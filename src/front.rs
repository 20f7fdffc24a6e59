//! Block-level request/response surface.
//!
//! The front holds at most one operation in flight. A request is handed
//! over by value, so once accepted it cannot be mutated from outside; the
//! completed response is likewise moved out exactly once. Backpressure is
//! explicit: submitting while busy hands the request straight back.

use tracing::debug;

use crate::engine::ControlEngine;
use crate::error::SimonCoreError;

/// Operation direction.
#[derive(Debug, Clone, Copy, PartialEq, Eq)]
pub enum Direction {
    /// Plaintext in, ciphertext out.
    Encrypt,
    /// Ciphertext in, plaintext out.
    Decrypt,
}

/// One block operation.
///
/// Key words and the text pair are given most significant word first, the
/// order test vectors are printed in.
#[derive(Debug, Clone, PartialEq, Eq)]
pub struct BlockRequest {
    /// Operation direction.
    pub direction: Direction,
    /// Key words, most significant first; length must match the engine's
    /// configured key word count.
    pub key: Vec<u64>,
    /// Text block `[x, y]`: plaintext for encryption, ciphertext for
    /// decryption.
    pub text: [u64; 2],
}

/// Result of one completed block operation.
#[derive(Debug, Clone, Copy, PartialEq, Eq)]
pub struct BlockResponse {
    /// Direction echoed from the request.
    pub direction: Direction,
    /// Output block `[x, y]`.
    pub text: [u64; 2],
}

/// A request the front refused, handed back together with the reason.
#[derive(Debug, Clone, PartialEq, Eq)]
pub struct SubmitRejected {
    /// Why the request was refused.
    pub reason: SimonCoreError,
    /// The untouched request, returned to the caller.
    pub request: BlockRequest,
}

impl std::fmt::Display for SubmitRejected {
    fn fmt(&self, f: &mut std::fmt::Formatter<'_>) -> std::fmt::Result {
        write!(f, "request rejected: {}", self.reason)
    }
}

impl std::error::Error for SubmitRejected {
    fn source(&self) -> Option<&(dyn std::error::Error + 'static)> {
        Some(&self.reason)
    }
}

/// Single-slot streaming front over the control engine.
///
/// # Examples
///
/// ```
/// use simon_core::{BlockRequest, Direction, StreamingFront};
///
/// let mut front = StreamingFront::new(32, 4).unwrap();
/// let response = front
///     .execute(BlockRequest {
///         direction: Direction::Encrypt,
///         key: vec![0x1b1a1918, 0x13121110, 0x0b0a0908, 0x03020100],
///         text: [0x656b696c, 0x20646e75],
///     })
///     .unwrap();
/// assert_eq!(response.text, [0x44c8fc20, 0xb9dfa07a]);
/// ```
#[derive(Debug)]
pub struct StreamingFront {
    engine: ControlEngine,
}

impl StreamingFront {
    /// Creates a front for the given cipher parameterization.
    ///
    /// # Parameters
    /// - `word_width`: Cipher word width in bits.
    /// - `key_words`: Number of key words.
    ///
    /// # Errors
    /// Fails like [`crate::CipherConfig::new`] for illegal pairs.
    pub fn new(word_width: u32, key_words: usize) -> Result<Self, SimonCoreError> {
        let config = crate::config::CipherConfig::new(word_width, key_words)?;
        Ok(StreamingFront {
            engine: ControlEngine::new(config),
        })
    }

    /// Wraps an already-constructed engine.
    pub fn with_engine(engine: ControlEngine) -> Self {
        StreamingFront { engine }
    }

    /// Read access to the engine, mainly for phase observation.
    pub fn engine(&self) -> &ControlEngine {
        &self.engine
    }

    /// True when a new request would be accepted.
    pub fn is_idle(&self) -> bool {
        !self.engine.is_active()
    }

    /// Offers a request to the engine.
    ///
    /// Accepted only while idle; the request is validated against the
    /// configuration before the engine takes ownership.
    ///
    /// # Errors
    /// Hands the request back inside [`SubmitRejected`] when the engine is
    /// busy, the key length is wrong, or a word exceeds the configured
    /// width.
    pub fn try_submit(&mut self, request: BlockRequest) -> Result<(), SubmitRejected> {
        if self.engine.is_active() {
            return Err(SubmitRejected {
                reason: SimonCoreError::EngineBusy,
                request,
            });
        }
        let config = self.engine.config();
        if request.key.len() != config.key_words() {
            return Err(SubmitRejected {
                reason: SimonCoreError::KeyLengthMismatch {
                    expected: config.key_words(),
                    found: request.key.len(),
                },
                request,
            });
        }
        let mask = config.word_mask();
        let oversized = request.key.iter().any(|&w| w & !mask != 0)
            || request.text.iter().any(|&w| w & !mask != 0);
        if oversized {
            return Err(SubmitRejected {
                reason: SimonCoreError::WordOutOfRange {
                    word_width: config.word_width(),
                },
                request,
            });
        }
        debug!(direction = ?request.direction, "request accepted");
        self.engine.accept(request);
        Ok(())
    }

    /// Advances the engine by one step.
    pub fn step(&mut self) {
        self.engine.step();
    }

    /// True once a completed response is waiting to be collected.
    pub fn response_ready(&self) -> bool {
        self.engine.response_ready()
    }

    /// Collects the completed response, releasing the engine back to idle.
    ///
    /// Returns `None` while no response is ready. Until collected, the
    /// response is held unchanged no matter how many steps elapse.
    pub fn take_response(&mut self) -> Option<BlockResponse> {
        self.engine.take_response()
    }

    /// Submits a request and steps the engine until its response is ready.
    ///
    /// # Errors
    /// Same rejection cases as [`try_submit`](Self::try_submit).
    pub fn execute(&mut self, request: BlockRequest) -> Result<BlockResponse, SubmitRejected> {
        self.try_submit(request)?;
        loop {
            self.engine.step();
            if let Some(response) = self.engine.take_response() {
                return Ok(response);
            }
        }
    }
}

----

Assignment —
Could you give the data again, word for word?

Solved exercise —
filename src/front.rs
repository 20f7fdffc24a6e59
//! Block-level request/response surface.
//!
//! The front holds at most one operation in flight. A request is handed
//! over by value, so once accepted it cannot be mutated from outside; the
//! completed response is likewise moved out exactly once. Backpressure is
//! explicit: submitting while busy hands the request straight back.

use tracing::debug;

use crate::engine::ControlEngine;
use crate::error::SimonCoreError;

/// Operation direction.
#[derive(Debug, Clone, Copy, PartialEq, Eq)]
pub enum Direction {
    /// Plaintext in, ciphertext out.
    Encrypt,
    /// Ciphertext in, plaintext out.
    Decrypt,
}

/// One block operation.
///
/// Key words and the text pair are given most significant word first, the
/// order test vectors are printed in.
#[derive(Debug, Clone, PartialEq, Eq)]
pub struct BlockRequest {
    /// Operation direction.
    pub direction: Direction,
    /// Key words, most significant first; length must match the engine's
    /// configured key word count.
    pub key: Vec<u64>,
    /// Text block `[x, y]`: plaintext for encryption, ciphertext for
    /// decryption.
    pub text: [u64; 2],
}

/// Result of one completed block operation.
#[derive(Debug, Clone, Copy, PartialEq, Eq)]
pub struct BlockResponse {
    /// Direction echoed from the request.
    pub direction: Direction,
    /// Output block `[x, y]`.
    pub text: [u64; 2],
}

/// A request the front refused, handed back together with the reason.
#[derive(Debug, Clone, PartialEq, Eq)]
pub struct SubmitRejected {
    /// Why the request was refused.
    pub reason: SimonCoreError,
    /// The untouched request, returned to the caller.
    pub request: BlockRequest,
}

impl std::fmt::Display for SubmitRejected {
    fn fmt(&self, f: &mut std::fmt::Formatter<'_>) -> std::fmt::Result {
        write!(f, "request rejected: {}", self.reason)
    }
}

impl std::error::Error for SubmitRejected {
    fn source(&self) -> Option<&(dyn std::error::Error + 'static)> {
        Some(&self.reason)
    }
}

/// Single-slot streaming front over the control engine.
///
/// # Examples
///
/// ```
/// use simon_core::{BlockRequest, Direction, StreamingFront};
///
/// let mut front = StreamingFront::new(32, 4).unwrap();
/// let response = front
///     .execute(BlockRequest {
///         direction: Direction::Encrypt,
///         key: vec![0x1b1a1918, 0x13121110, 0x0b0a0908, 0x03020100],
///         text: [0x656b696c, 0x20646e75],
///     })
///     .unwrap();
/// assert_eq!(response.text, [0x44c8fc20, 0xb9dfa07a]);
/// ```
#[derive(Debug)]
pub struct StreamingFront {
    engine: ControlEngine,
}

impl StreamingFront {
    /// Creates a front for the given cipher parameterization.
    ///
    /// # Parameters
    /// - `word_width`: Cipher word width in bits.
    /// - `key_words`: Number of key words.
    ///
    /// # Errors
    /// Fails like [`crate::CipherConfig::new`] for illegal pairs.
    pub fn new(word_width: u32, key_words: usize) -> Result<Self, SimonCoreError> {
        let config = crate::config::CipherConfig::new(word_width, key_words)?;
        Ok(StreamingFront {
            engine: ControlEngine::new(config),
        })
    }

    /// Wraps an already-constructed engine.
    pub fn with_engine(engine: ControlEngine) -> Self {
        StreamingFront { engine }
    }

    /// Read access to the engine, mainly for phase observation.
    pub fn engine(&self) -> &ControlEngine {
        &self.engine
    }

    /// True when a new request would be accepted.
    pub fn is_idle(&self) -> bool {
        !self.engine.is_active()
    }

    /// Offers a request to the engine.
    ///
    /// Accepted only while idle; the request is validated against the
    /// configuration before the engine takes ownership.
    ///
    /// # Errors
    /// Hands the request back inside [`SubmitRejected`] when the engine is
    /// busy, the key length is wrong, or a word exceeds the configured
    /// width.
    pub fn try_submit(&mut self, request: BlockRequest) -> Result<(), SubmitRejected> {
        if self.engine.is_active() {
            return Err(SubmitRejected {
                reason: SimonCoreError::EngineBusy,
                request,
            });
        }
        let config = self.engine.config();
        if request.key.len() != config.key_words() {
            return Err(SubmitRejected {
                reason: SimonCoreError::KeyLengthMismatch {
                    expected: config.key_words(),
                    found: request.key.len(),
                },
                request,
            });
        }
        let mask = config.word_mask();
        let oversized = request.key.iter().any(|&w| w & !mask != 0)
            || request.text.iter().any(|&w| w & !mask != 0);
        if oversized {
            return Err(SubmitRejected {
                reason: SimonCoreError::WordOutOfRange {
                    word_width: config.word_width(),
                },
                request,
            });
        }
        debug!(direction = ?request.direction, "request accepted");
        self.engine.accept(request);
        Ok(())
    }

    /// Advances the engine by one step.
    pub fn step(&mut self) {
        self.engine.step();
    }

    /// True once a completed response is waiting to be collected.
    pub fn response_ready(&self) -> bool {
        self.engine.response_ready()
    }

    /// Collects the completed response, releasing the engine back to idle.
    ///
    /// Returns `None` while no response is ready. Until collected, the
    /// response is held unchanged no matter how many steps elapse.
    pub fn take_response(&mut self) -> Option<BlockResponse> {
        self.engine.take_response()
    }

    /// Submits a request and steps the engine until its response is ready.
    ///
    /// # Errors
    /// Same rejection cases as [`try_submit`](Self::try_submit).
    pub fn execute(&mut self, request: BlockRequest) -> Result<BlockResponse, SubmitRejected> {
        self.try_submit(request)?;
        loop {
            self.engine.step();
            if let Some(response) = self.engine.take_response() {
                return Ok(response);
            }
        }
    }
}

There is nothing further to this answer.